Research that was shared by MediaPost earlier this month claimed that unsubscribes were up 75% among Apple users. Additionally, according to the report, “retail-specific email marketing campaigns have seen their unsubscribe rates double since September while the financial services and entertainment industries have seen their unsubscribe rates triple since the release of iOS 10.”
In a nutshell, things aren’t looking so good for brands and their unsubscribe rates.
What can you do to minimize a loss of subscribers?
1. It’s time to invest in data and put that data to work.
I’ve stressed this point repeatedly, even as recently as a month ago. There is simply no way around it. Without a significant investment in data to understand your customers, it is impossible to send relevant and personalized communications. My inbox is still very full of basic, batch and blast campaigns that lack any reference to my prior behaviors and interests. It’s clear that the industry is lagging behind consumer expectations, and data is the single biggest crystal ball into understanding what consumers want from you in their inbox.

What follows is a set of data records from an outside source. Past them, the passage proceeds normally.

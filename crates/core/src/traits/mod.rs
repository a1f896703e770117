//! Platform-agnostic trait abstractions.
//!
//! - Trait definitions are pure and have no feature gates
//! - Mock implementations are always available for host testing
//! - Wall-clock implementations live in the host crate

pub mod time;

pub use time::{Delay, MockTime, TimeSource};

2. Profiling is a powerful ally against unsubscribes
Profiling is a very powerful tool in understanding what your customers want to prevent unsubscribes, so use it. Collect explicit data through surveys and profile/preference centers. You can also “listen” to your customers by looking at the types of links they click and using that to populate profiles as well. For example, if a customer repeatedly clicks on links for “Women’s Tops”, you can add women’s tops to that customer’s profile for targeting and segmentation later. By using a combination of explicit and implicit profiling, you’re giving the customer the opportunity to provide data on their interests, but also ensuring non-responders to explicit methods have complete profiles as well. It also keeps your data always fresh.
3. Look at operating systems and not just domains in reports
It’s not useful to just know a breakdown of your list by domain. You need to have a deep knowledge of the environments where your customers are engaging with your emails – like their operating system and mail client. Does half of your list use iOS10? That can be powerful evidence to get more budget to do more with data and personalization in 2017.
4. Subject lines, preheaders, and headlines are a sinker or a life raft
To take a recent quote from Loren McDonald, “What’s up with email subject lines coming from big brands lately? Way too many look like lazy marketing or borderline spam.” If ever there was a time for you to step up your game when it comes to the impression you create in each email, now is the time. If a spammy looking subject line, gimmicky pre-header and unengaging header are positioned near the new iOS10 unsubscribe, what do you think your customers are going to do? If you get it right, your customers will skim right over that unsubscribe glaring them in the face and engage with your email.
While the effects that have resulted from the latest Apple release are disheartening, it’s not all dire. By employing some of the recommendations above, you can reduce unsubscribes. The worst thing that happens is you still lose customers along the way. Isn’t that better than spam complaints that could impact your deliverability and keep your emails from customers that do want them?